O mundo terrestre era visto como palco da luta entre
as forças do Bem e as do Mal, hordas de anjos e demônios. Disso decorria um
dos traços mentais da época: a belicosidade.
...escreveu
sobre a Idade Média o professor Hilário Franco Júnior, “esse grande
medievalista brasileiro” (como o chamou Jacques Le Goff, esse grande
medievalista francês). Utilizo essa citação para retomar o tema
do último post, sobre uma certa visão anacrônica de luta de classes, ao mesmo
tempo maniqueísta, belicosa e fora do seu tempo.
Uma das
características mais evidentes do movimento socialista mundial através da História é a sua falta de
unidade. Nas palavras do professor Bucci, “a esquerda não consegue se unir nem
para eleger síndico de prédio”. A divisão das esquerdas talvez seja fruto dessa
visão maniqueísta que, ao identificar o proletariado como uma massa
homogênea, busca desesperadamente ser o seu intérprete: dessa forma, todos os
grupos pretendem expressar a verdade única do proletariado colocando-se na vanguarda
da luta pela sua emancipação e, na prática, fragmentando a esquerda em mil pedaços.
Não seria a multiplicidade das “verdades” expressas pelos vários grupos um
sintoma da própria heterogeneidade de uma classe que, na verdade, seria múltipla ?
Volto ao argumento do post anterior: talvez uma caracterização de classe social tendo como único referencial a matriz econômica seja expressão daquele
reducionismo economicista tão característico de um marxismo ligeiro.
Além da divisão
das esquerdas, também me parece evidente, na história, aqueles diversos
momentos em que há convergência de interesses entre classes sociais. Ao invés
de quebrar a cabeça buscando encontrar a fórmula que expresse a verdade do
proletariado, não seria o caso de identificar a barbárie e reunir forças para combatê-la
? Se os socialistas e os, vá lá, liberais, tem como fundamento teórico e projeto
último a emancipação dos homens, seja enquanto indivíduos ou enquanto
coletividade, não seria o caso de assestar as baterias contra aqueles que, em
número cada vez maior, apontam para o obscurantismo ? Por exemplo, vejo com perplexidade
o crescimento da religiosidade intolerante e fanática. Esse movimento coloca em xeque a herança iluminista dentro da qual floresceu tanto o liberalismo
quanto o marxismo, ambos fundados na razão emancipada.

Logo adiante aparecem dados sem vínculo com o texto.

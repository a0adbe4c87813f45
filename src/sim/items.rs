//! Equipment, enchantments and loot
//!
//! Items only store their recipe (type, level, enchantments). Every derived
//! number is computed on demand from the level curves, which is what lets a
//! save file rebuild identical equipment.

use glam::Vec2;
use rand::Rng;
use serde::{Deserialize, Serialize};

use super::bullet::{Bullet, BulletBehavior, SeekTarget};
use super::collision::Circle;
use super::hero::hero_damage_at_level;
use crate::consts::*;

/// How a weapon shot moves once fired
#[derive(Debug, Clone, Copy, PartialEq, Eq)]
pub enum ShotKind {
    /// Flies in a straight line
    Straight,
    /// Circles the hero
    Orbit,
    /// Homes in on the nearest enemy
    Seek,
}

/// One bullet of a weapon's attack cycle
#[derive(Debug, Clone, Copy, PartialEq)]
pub struct WeaponShot {
    /// Fraction of the cooldown at which this shot fires (0..1)
    pub timing_offset: f32,
    /// Added to the aim angle (radians)
    pub angle_offset: f32,
    pub speed: f32,
    pub damage_factor: f32,
    pub radius: f32,
    /// Lifetime in ms
    pub duration: f32,
    pub kind: ShotKind,
}

const BOW_SHOTS: [WeaponShot; 1] = [WeaponShot {
    timing_offset: 0.0,
    angle_offset: 0.0,
    speed: 600.0,
    damage_factor: 1.0,
    radius: 8.0,
    duration: 800.0,
    kind: ShotKind::Straight,
}];

const DAGGER_SHOTS: [WeaponShot; 3] = [
    WeaponShot {
        timing_offset: 0.0,
        angle_offset: -0.1,
        speed: 500.0,
        damage_factor: 0.4,
        radius: 6.0,
        duration: 400.0,
        kind: ShotKind::Straight,
    },
    WeaponShot {
        timing_offset: 0.15,
        angle_offset: 0.0,
        speed: 500.0,
        damage_factor: 0.4,
        radius: 6.0,
        duration: 400.0,
        kind: ShotKind::Straight,
    },
    WeaponShot {
        timing_offset: 0.3,
        angle_offset: 0.1,
        speed: 500.0,
        damage_factor: 0.4,
        radius: 6.0,
        duration: 400.0,
        kind: ShotKind::Straight,
    },
];

const STAFF_SHOTS: [WeaponShot; 1] = [WeaponShot {
    timing_offset: 0.0,
    angle_offset: 0.0,
    speed: 350.0,
    damage_factor: 1.2,
    radius: 10.0,
    duration: 1200.0,
    kind: ShotKind::Seek,
}];

const ORB_SHOTS: [WeaponShot; 2] = [
    WeaponShot {
        timing_offset: 0.0,
        angle_offset: 0.0,
        speed: 6.0,
        damage_factor: 0.6,
        radius: 12.0,
        duration: 1500.0,
        kind: ShotKind::Orbit,
    },
    WeaponShot {
        timing_offset: 0.5,
        angle_offset: std::f32::consts::PI,
        speed: 6.0,
        damage_factor: 0.6,
        radius: 12.0,
        duration: 1500.0,
        kind: ShotKind::Orbit,
    },
];

/// Distance orbiting shots keep from the hero
pub const ORB_ORBIT_RADIUS: f32 = 70.0;
/// Turn rate of seeking weapon shots (radians/s)
pub const SEEK_TURN_RATE: f32 = 4.0;

#[derive(Debug, Clone, Copy, PartialEq, Eq, Hash, PartialOrd, Ord, Serialize, Deserialize)]
pub enum WeaponType {
    Bow,
    Dagger,
    Staff,
    Orb,
}

impl WeaponType {
    pub const ALL: [WeaponType; 4] = [
        WeaponType::Bow,
        WeaponType::Dagger,
        WeaponType::Staff,
        WeaponType::Orb,
    ];

    pub fn as_str(&self) -> &'static str {
        match self {
            WeaponType::Bow => "Bow",
            WeaponType::Dagger => "Dagger",
            WeaponType::Staff => "Staff",
            WeaponType::Orb => "Orb",
        }
    }

    /// Bullets fired during one attack cycle
    pub fn shots(&self) -> &'static [WeaponShot] {
        match self {
            WeaponType::Bow => &BOW_SHOTS,
            WeaponType::Dagger => &DAGGER_SHOTS,
            WeaponType::Staff => &STAFF_SHOTS,
            WeaponType::Orb => &ORB_SHOTS,
        }
    }

    /// Multiplier on attack rate
    pub fn attack_speed_factor(&self) -> f32 {
        match self {
            WeaponType::Bow => 1.0,
            WeaponType::Dagger => 0.8,
            WeaponType::Staff => 0.7,
            WeaponType::Orb => 0.6,
        }
    }
}

#[derive(Debug, Clone, Copy, PartialEq, Eq, Hash, PartialOrd, Ord, Serialize, Deserialize)]
pub enum ArmorType {
    Cloth,
    Leather,
    Plate,
}

impl ArmorType {
    pub const ALL: [ArmorType; 3] = [ArmorType::Cloth, ArmorType::Leather, ArmorType::Plate];

    pub fn as_str(&self) -> &'static str {
        match self {
            ArmorType::Cloth => "Cloth",
            ArmorType::Leather => "Leather",
            ArmorType::Plate => "Plate",
        }
    }

    /// Armor as a fraction of hero damage at the item level
    pub fn armor_factor(&self) -> f32 {
        match self {
            ArmorType::Cloth => 0.1,
            ArmorType::Leather => 0.5,
            ArmorType::Plate => 1.0,
        }
    }

    /// Bonus max life fraction
    pub fn life_factor(&self) -> f32 {
        match self {
            ArmorType::Cloth => 0.2,
            ArmorType::Leather => 0.1,
            ArmorType::Plate => 0.0,
        }
    }

    pub fn speed_factor(&self) -> f32 {
        match self {
            ArmorType::Cloth => 1.05,
            ArmorType::Leather => 1.0,
            ArmorType::Plate => 0.9,
        }
    }
}

/// Which equipment an enchantment can be socketed into
#[derive(Debug, Clone, Copy, PartialEq, Eq)]
pub enum EquipmentSlot {
    Weapon,
    Armor,
}

#[derive(Debug, Clone, Copy, PartialEq, Eq, Hash, PartialOrd, Ord, Serialize, Deserialize)]
pub enum Enchantment {
    /// +25% bullet damage
    Power,
    /// Bullets pass through enemies
    Piercing,
    /// Bullets reverse at half their lifetime
    Returning,
    /// Bullets fly back to the hero at half their lifetime
    Boomerang,
    /// Bullets home in on enemies
    Seeking,
    /// Bullets weave side to side
    Wave,
    /// Bullets strip enemy armor
    Shred,
    /// +25% max life
    Vitality,
    /// +25% armor
    Fortify,
}

impl Enchantment {
    pub const WEAPON: [Enchantment; 7] = [
        Enchantment::Power,
        Enchantment::Piercing,
        Enchantment::Returning,
        Enchantment::Boomerang,
        Enchantment::Seeking,
        Enchantment::Wave,
        Enchantment::Shred,
    ];
    pub const ARMOR: [Enchantment; 2] = [Enchantment::Vitality, Enchantment::Fortify];

    pub fn slot(&self) -> EquipmentSlot {
        match self {
            Enchantment::Vitality | Enchantment::Fortify => EquipmentSlot::Armor,
            _ => EquipmentSlot::Weapon,
        }
    }

    pub fn as_str(&self) -> &'static str {
        match self {
            Enchantment::Power => "Power",
            Enchantment::Piercing => "Piercing",
            Enchantment::Returning => "Returning",
            Enchantment::Boomerang => "Boomerang",
            Enchantment::Seeking => "Seeking",
            Enchantment::Wave => "Wave",
            Enchantment::Shred => "Shred",
            Enchantment::Vitality => "Vitality",
            Enchantment::Fortify => "Fortify",
        }
    }

    /// Decorate a freshly created hero bullet
    pub fn apply_to_bullet(&self, bullet: &mut Bullet) {
        match self {
            Enchantment::Power => bullet.damage *= 1.25,
            Enchantment::Piercing => bullet.is_enemy_piercing = true,
            Enchantment::Returning => {
                if bullet.behavior == BulletBehavior::Simple {
                    bullet.behavior = BulletBehavior::Returning;
                }
            }
            Enchantment::Boomerang => {
                if bullet.behavior == BulletBehavior::Simple {
                    bullet.behavior = BulletBehavior::Boomerang;
                }
            }
            Enchantment::Seeking => {
                if matches!(bullet.behavior, BulletBehavior::Simple | BulletBehavior::Returning) {
                    bullet.behavior = BulletBehavior::Seeking {
                        target: SeekTarget::Enemies,
                        turn_rate: SEEK_TURN_RATE * 0.5,
                    };
                }
            }
            Enchantment::Wave => {
                bullet.amplitude = 20.0;
                bullet.frequency = 3.0;
            }
            Enchantment::Shred => bullet.armor_shred += bullet.damage * 0.5,
            Enchantment::Vitality | Enchantment::Fortify => {}
        }
    }
}

/// Enchantment slots available at an item level
pub fn enchantment_slots(level: u32) -> usize {
    (1 + level as usize / 10).min(3)
}

#[derive(Debug, Clone, PartialEq, Serialize, Deserialize)]
pub struct Weapon {
    pub kind: WeaponType,
    pub level: u32,
    pub enchantments: Vec<Enchantment>,
}

impl Weapon {
    /// Base damage of one full-strength shot
    pub fn damage(&self) -> f32 {
        hero_damage_at_level(self.level)
    }

    /// Try to socket an enchantment; false if it doesn't fit
    pub fn add_enchantment(&mut self, enchantment: Enchantment) -> bool {
        if enchantment.slot() != EquipmentSlot::Weapon
            || self.enchantments.len() >= enchantment_slots(self.level)
        {
            return false;
        }
        self.enchantments.push(enchantment);
        true
    }

    pub fn value(&self) -> u64 {
        10 + u64::from(self.level) * 5 + self.enchantments.len() as u64 * 20
    }
}

#[derive(Debug, Clone, PartialEq, Serialize, Deserialize)]
pub struct Armor {
    pub kind: ArmorType,
    pub level: u32,
    pub enchantments: Vec<Enchantment>,
}

impl Armor {
    pub fn armor(&self) -> f32 {
        let fortify = self.count(Enchantment::Fortify) as f32 * 0.25;
        hero_damage_at_level(self.level) * self.kind.armor_factor() * (1.0 + fortify)
    }

    /// Multiplier applied to hero max life
    pub fn life_multiplier(&self) -> f32 {
        let vitality = self.count(Enchantment::Vitality) as f32 * 0.25;
        1.0 + self.kind.life_factor() + vitality
    }

    pub fn add_enchantment(&mut self, enchantment: Enchantment) -> bool {
        if enchantment.slot() != EquipmentSlot::Armor
            || self.enchantments.len() >= enchantment_slots(self.level)
        {
            return false;
        }
        self.enchantments.push(enchantment);
        true
    }

    pub fn value(&self) -> u64 {
        10 + u64::from(self.level) * 5 + self.enchantments.len() as u64 * 20
    }

    fn count(&self, enchantment: Enchantment) -> usize {
        self.enchantments.iter().filter(|e| **e == enchantment).count()
    }
}

#[derive(Debug, Clone, PartialEq, Serialize, Deserialize)]
pub enum Item {
    Weapon(Weapon),
    Armor(Armor),
    Enchantment(Enchantment),
    /// Restores a fraction of max life
    Potion { heal: f32 },
}

impl Item {
    pub fn value(&self) -> u64 {
        match self {
            Item::Weapon(weapon) => weapon.value(),
            Item::Armor(armor) => armor.value(),
            Item::Enchantment(_) => 50,
            Item::Potion { .. } => 5,
        }
    }

    pub fn name(&self) -> String {
        match self {
            Item::Weapon(weapon) => format!("Lv {} {}", weapon.level, weapon.kind.as_str()),
            Item::Armor(armor) => format!("Lv {} {} Armor", armor.level, armor.kind.as_str()),
            Item::Enchantment(enchantment) => format!("{} Enchantment", enchantment.as_str()),
            Item::Potion { .. } => "Potion".to_string(),
        }
    }
}

/// An item lying on a disc
#[derive(Debug, Clone, PartialEq, Serialize, Deserialize)]
pub struct Loot {
    pub pos: Vec2,
    pub radius: f32,
    pub item: Item,
}

impl Loot {
    pub fn new(pos: Vec2, item: Item) -> Self {
        Self {
            pos,
            radius: LOOT_RADIUS,
            item,
        }
    }
}

impl Circle for Loot {
    fn center(&self) -> Vec2 {
        self.pos
    }

    fn radius(&self) -> f32 {
        self.radius
    }
}

/// Build a weapon from its recipe, dropping enchantments that don't fit
pub fn generate_weapon(kind: WeaponType, level: u32, enchantments: &[Enchantment]) -> Weapon {
    let mut weapon = Weapon {
        kind,
        level,
        enchantments: Vec::new(),
    };
    for enchantment in enchantments {
        weapon.add_enchantment(*enchantment);
    }
    weapon
}

/// Build armor from its recipe, dropping enchantments that don't fit
pub fn generate_armor(kind: ArmorType, level: u32, enchantments: &[Enchantment]) -> Armor {
    let mut armor = Armor {
        kind,
        level,
        enchantments: Vec::new(),
    };
    for enchantment in enchantments {
        armor.add_enchantment(*enchantment);
    }
    armor
}

/// Roll a basic drop for an enemy of `level`
pub fn generate_random_item<R: Rng>(rng: &mut R, level: u32) -> Item {
    let roll: f32 = rng.random();
    if roll < 0.4 {
        Item::Potion { heal: 0.25 }
    } else if roll < 0.75 {
        let kind = WeaponType::ALL[rng.random_range(0..WeaponType::ALL.len())];
        Item::Weapon(generate_weapon(kind, level, &[]))
    } else {
        let kind = ArmorType::ALL[rng.random_range(0..ArmorType::ALL.len())];
        Item::Armor(generate_armor(kind, level, &[]))
    }
}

Enquanto uns falam de
ricos contra pobres e casagrande contra senzala, os Felicianos se locupletam.
Ao mesmo tempo,
no caso brasileiro, um ideal republicano fundado na inclusão e aceitação – generoso
o suficiente para dar conta da república liberal ou da república socialista –
se vê eternamente ameaçado pelos grupelhos políticos oligárquicos, a máquina
coronelística e corrupta que destrói qualquer ambição republicana. Sim,
continuo me alinhando com aqueles que criticam a corrupção, uma vez que promove a falência
do ideal republicano. (Por volta das Manifestações de Junho de 2013, certos
grupos, estranhamente, afastaram da pauta a questão da corrupção, sob o curioso
argumento segundo o qual não se pode manifestar contra a corrupção, uma vez que
ninguém é a favor). Seja como for, só poderemos começar a pensar em uma sociedade emancipada no dia em que nos virmos
livres dos Sarneys e Calheiros.
Encerro citando Marx,
referindo-se a Malthus:
Sua maior esperança (...) é que a classe média
aumente em quantidade e o proletariado trabalhador forme uma proporção
constantemente diminuída do total da população (mesmo se ela crescer em termos
absolutos) Esta é, de fato, a tendência da sociedade burguesa. (Teoria da Mais-valia, XVII, B)
Infelizmente, Marx
não desenvolveu esse trecho final, sobre "a tendência da sociedade burguesa”.
Mas pouco importa. Cada vez mais a discussão sobre socialismo me entedia. Cada
vez que ouço coisas como “Qual o verdadeiro socialismo ?” ou “O modelo soviético
foi verdadeiramente socialista” ?, sinto-me como algum membro da família Buendía.
Provavelmente como Rebeca, arrastando por aí um saco de ossos.